I needed bifocals, or "progressive lenses" as they are called these days. So political, these lenses. A pair of progressive lenses corrected for astigmatism scared me. Fish eyes. That's what I'd have, those huge overly magnified eyes that I'd seen on others. My long submerged vanity came rushing back to the surface, and I asked if I could get contacts. This time, it was a go, and last week, I spent a happy half hour putting them in, and two hours trying to get them out. Even did visualizations. No kidding. The technician was reduced to getting a lens and putting it in his eye just to show me how easy it really was. When the doctor came in, I asked if they would leave me alone to poke at my eyes until I got the hang of it. Having an audience made me too nervous.
Eventually, before another day could be pulled off of the page-a-day calendar, I got the lenses out and back in.

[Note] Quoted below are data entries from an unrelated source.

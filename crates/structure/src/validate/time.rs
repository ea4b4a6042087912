use chrono::{DateTime, SecondsFormat, Utc};

use crate::prelude_internal::*;

/// Constraints over an optional instant. Times in error details are rendered
/// as RFC 3339 in UTC.
#[derive(Debug, Clone)]
pub struct TimeValidator {
    reporter: ErrorReporter,
    value: Option<DateTime<Utc>>,
}

fn render(time: &DateTime<Utc>) -> String {
    time.to_rfc3339_opts(SecondsFormat::AutoSi, true)
}

impl TimeValidator {
    pub fn new(reporter: ErrorReporter, value: Option<DateTime<Utc>>) -> Self {
        Self { reporter, value }
    }

    pub fn exists(self) -> Self {
        if self.value.is_none() {
            self.reporter.report_error(ErrorKind::ValueNotExists);
        }
        self
    }

    pub fn not_exists(self) -> Self {
        if self.value.is_some() {
            self.reporter.report_error(ErrorKind::ValueExists);
        }
        self
    }

    /// Strictly after `limit`.
    pub fn after(self, limit: DateTime<Utc>) -> Self {
        if let Some(value) = &self.value
            && *value <= limit
        {
            self.reporter.report_error(ErrorKind::ValueNotAfter {
                value: render(value),
                limit: render(&limit),
            });
        }
        self
    }

    pub fn after_now(self) -> Self {
        if let Some(value) = &self.value
            && *value <= Utc::now()
        {
            self.reporter.report_error(ErrorKind::ValueNotAfterNow {
                value: render(value),
            });
        }
        self
    }

    /// Strictly before `limit`.
    pub fn before(self, limit: DateTime<Utc>) -> Self {
        if let Some(value) = &self.value
            && *value >= limit
        {
            self.reporter.report_error(ErrorKind::ValueNotBefore {
                value: render(value),
                limit: render(&limit),
            });
        }
        self
    }

    pub fn before_now(self) -> Self {
        if let Some(value) = &self.value
            && *value >= Utc::now()
        {
            self.reporter.report_error(ErrorKind::ValueNotBeforeNow {
                value: render(value),
            });
        }
        self
    }

    /// Run a custom check when the value is present.
    pub fn using(self, check: impl FnOnce(DateTime<Utc>, &ErrorReporter)) -> Self {
        if let Some(value) = self.value {
            check(value, &self.reporter);
        }
        self
    }
}

#[cfg(test)]
mod tests {
    use chrono::{Duration, TimeZone};

    use super::*;

    fn details(reporter: &ErrorReporter) -> Vec<String> {
        reporter
            .error()
            .map(|errors| errors.0.iter().map(|e| e.detail()).collect())
            .unwrap_or_default()
    }

    #[test]
    fn test_after_and_before() {
        let time = Utc.with_ymd_and_hms(2024, 3, 1, 8, 0, 0).unwrap();
        let reporter = ErrorReporter::new();
        TimeValidator::new(reporter.clone(), Some(time))
            .after(time)
            .before(time)
            .after(time - Duration::seconds(1))
            .before(time + Duration::seconds(1));
        assert_eq!(
            details(&reporter),
            vec![
                "Value 2024-03-01T08:00:00Z is not after 2024-03-01T08:00:00Z",
                "Value 2024-03-01T08:00:00Z is not before 2024-03-01T08:00:00Z",
            ]
        );
    }

    #[test]
    fn test_relative_to_now() {
        let past = Utc::now() - Duration::days(1);
        let reporter = ErrorReporter::new();
        TimeValidator::new(reporter.clone(), Some(past))
            .before_now()
            .after_now();
        let errors = reporter.error().unwrap();
        assert_eq!(errors.0.len(), 1);
        assert_eq!(errors.0[0].code(), "value-not-after");
    }

    #[test]
    fn test_absent() {
        let reporter = ErrorReporter::new();
        TimeValidator::new(reporter.clone(), None)
            .after_now()
            .before_now()
            .exists();
        assert_eq!(details(&reporter), vec!["Value does not exist"]);
    }
}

I decided to get some new frames with progressive lenses just in case these contacts didn't pan out. I've only worn the contacts twice in the past week, and I put it off not out of fear but impatience. That first night, I was tired and wanted to go to bed, but not until I removed the lenses. For an hour, I hung over the sink in one bathroom and then the next, the BINX following me, no doubt wondering why I was groaning and poke my eyes. This time, my contacts-wearing husband showed me how to take them out by taking his own out. Like last time, though, it wasn't technique that I lacked, it was the idea of poking my eyeball with my fingers. Although clean, they were still fingers, in my eyes, poking and pinching. In my mind's eye, I had visions of looking quite the fashion fox in my progressive lenses. Who needed contacts?
Gradually I've gotten used to the idea and technique of taking the lenses out and suspect that in the next few weeks, will warm to wearing them more often. In the meantime, I'm sporting my new, cool, Judy Jetson frames with progressive (they march in favor of reproductive rights) lenses.